Figure 4: Belief Calibration
As model capability increases, first-order belief calibration improves (lower KL), and second-order elicitation can mildly regularize first-order estimates.
Discussion Subpage 04
This page corresponds to Sections 5-7 in the paper. It synthesizes what the three result analyses jointly imply about Theory-of-Mind in LLM agents: when beliefs are merely expressed versus when they are integrated into actual decision policy.
Synthesis
As model capability increases, first-order belief calibration improves (lower KL), and second-order elicitation can mildly regularize first-order estimates.
ToM-order effects on proposal fairness are heterogeneous: earlier and later model generations can move in opposite strategic directions.

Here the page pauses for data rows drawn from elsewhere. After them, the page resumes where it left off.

//! Mistral OCR API: recognizer for images and a whole-document PDF strategy.

use serde::{Deserialize, Serialize};

use scribe_core::{
    BackendError, ExtractionStrategy, ImageData, PageText, StrategyKind, TextRecognizer,
};

use crate::client::{build_client, post_json};
use crate::data_uri;

const DEFAULT_BASE_URL: &str = "https://api.mistral.ai/v1";

pub struct MistralOcr {
    api_key: String,
    model: String,
    base_url: String,
    client: reqwest::blocking::Client,
    timeout_secs: u64,
}

impl std::fmt::Debug for MistralOcr {
    fn fmt(&self, f: &mut std::fmt::Formatter<'_>) -> std::fmt::Result {
        f.debug_struct("MistralOcr")
            .field("model", &self.model)
            .field("base_url", &self.base_url)
            .finish_non_exhaustive()
    }
}

impl MistralOcr {
    pub fn new(
        api_key: impl Into<String>,
        model: impl Into<String>,
        timeout_secs: u64,
    ) -> Result<Self, BackendError> {
        Ok(Self {
            api_key: api_key.into(),
            model: model.into(),
            base_url: DEFAULT_BASE_URL.to_string(),
            client: build_client(timeout_secs)?,
            timeout_secs,
        })
    }

    pub fn with_base_url(mut self, base_url: &str) -> Self {
        self.base_url = base_url.trim_end_matches('/').to_string();
        self
    }

    fn process(&self, document: DocumentChunk) -> Result<Vec<PageText>, BackendError> {
        let body = OcrRequest {
            model: &self.model,
            document,
            include_image_base64: false,
        };
        let request = self
            .client
            .post(format!("{}/ocr", self.base_url))
            .bearer_auth(&self.api_key);
        let response: OcrResponse = post_json(request, &body, "Mistral OCR", self.timeout_secs)?;
        let pages = response.into_pages();
        tracing::debug!(model = %self.model, pages = pages.len(), "mistral OCR finished");
        Ok(pages)
    }
}

#[derive(Serialize)]
struct OcrRequest<'a> {
    model: &'a str,
    document: DocumentChunk,
    include_image_base64: bool,
}

#[derive(Serialize, Debug, PartialEq)]
#[serde(tag = "type", rename_all = "snake_case")]
enum DocumentChunk {
    ImageUrl { image_url: String },
    DocumentUrl { document_url: String },
}

#[derive(Deserialize)]
struct OcrResponse {
    #[serde(default)]
    pages: Vec<OcrPage>,
}

#[derive(Deserialize)]
struct OcrPage {
    index: usize,
    #[serde(default)]
    markdown: String,
}

impl OcrResponse {
    /// Pages sorted by their 0-based `index`, renumbered from 1.
    fn into_pages(self) -> Vec<PageText> {
        let mut pages = self.pages;
        pages.sort_by_key(|p| p.index);
        pages
            .into_iter()
            .map(|p| PageText::new(p.index + 1, p.markdown))
            .collect()
    }
}

impl TextRecognizer for MistralOcr {
    fn name(&self) -> &'static str {
        "mistral"
    }

    fn recognize_text(&self, image: &ImageData) -> Result<String, BackendError> {
        let chunk = DocumentChunk::ImageUrl {
            image_url: data_uri(image.format.mime_type(), &image.data),
        };
        let pages = self.process(chunk)?;
        let text: Vec<String> = pages.into_iter().map(|p| p.text).collect();
        Ok(text.join("\n\n"))
    }
}

impl ExtractionStrategy for MistralOcr {
    fn kind(&self) -> StrategyKind {
        StrategyKind::HostedOcr
    }

    fn extract(&self, pdf: &[u8]) -> Result<Vec<PageText>, BackendError> {
        self.process(DocumentChunk::DocumentUrl {
            document_url: data_uri("application/pdf", pdf),
        })
    }
}

#[cfg(test)]
mod tests {
    use super::*;

    #[test]
    fn document_chunk_is_tagged() {
        let chunk = DocumentChunk::DocumentUrl {
            document_url: "data:application/pdf;base64,AA==".into(),
        };
        let json = serde_json::to_value(&chunk).unwrap();
        assert_eq!(json["type"], "document_url");
        assert_eq!(json["document_url"], "data:application/pdf;base64,AA==");

        let chunk = DocumentChunk::ImageUrl {
            image_url: "data:image/png;base64,AA==".into(),
        };
        let json = serde_json::to_value(&chunk).unwrap();
        assert_eq!(json["type"], "image_url");
    }

    #[test]
    fn pages_sorted_and_numbered_from_one() {
        let response: OcrResponse = serde_json::from_str(
            r##"{"pages":[
                {"index":1,"markdown":"# Second","images":[]},
                {"index":0,"markdown":"First"}
            ],"model":"mistral-ocr-latest"}"##,
        )
        .unwrap();
        let pages = response.into_pages();
        assert_eq!(pages, vec![PageText::new(1, "First"), PageText::new(2, "# Second")]);
    }

    #[test]
    fn request_body_shape() {
        let body = OcrRequest {
            model: "mistral-ocr-latest",
            document: DocumentChunk::ImageUrl {
                image_url: "data:image/png;base64,AA==".into(),
            },
            include_image_base64: false,
        };
        let json = serde_json::to_value(&body).unwrap();
        assert_eq!(json["model"], "mistral-ocr-latest");
        assert_eq!(json["document"]["type"], "image_url");
        assert_eq!(json["include_image_base64"], false);
    }

    #[test]
    fn strategy_kind_is_hosted() {
        let ocr = MistralOcr::new("key", "mistral-ocr-latest", 5).unwrap();
        assert_eq!(ocr.kind(), StrategyKind::HostedOcr);
        assert_eq!(TextRecognizer::name(&ocr), "mistral");
    }
}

Accept/reject behavior is predictable from low-dimensional ToM-valued gain/loss terms, and higher-order terms reshape coefficient geometry.
Calibration, exchange behavior, and decision weights are linked but not equivalent. Good belief reports do not automatically imply cooperative/fair strategy.
Terminology used in this project page:
ToM expression capability = ability to report plausible belief traces;
Policy-level ToM integration = consistent use of those beliefs to guide proposal and accept/reject actions.
Implications
Standard ToM evaluation often tests direct question answering. TradeCraft instead evaluates whether inferred beliefs are operationalized in a dynamic, strategic, multi-agent loop where negotiation and crafting constraints jointly matter.
Limitations
Future Work
TradeCraft provides evidence that the role of ToM in LLM decision-making is model-dependent and can change qualitatively with scaling and training. The benchmark is designed to make this transition observable through linked belief, proposal, and decision measurements.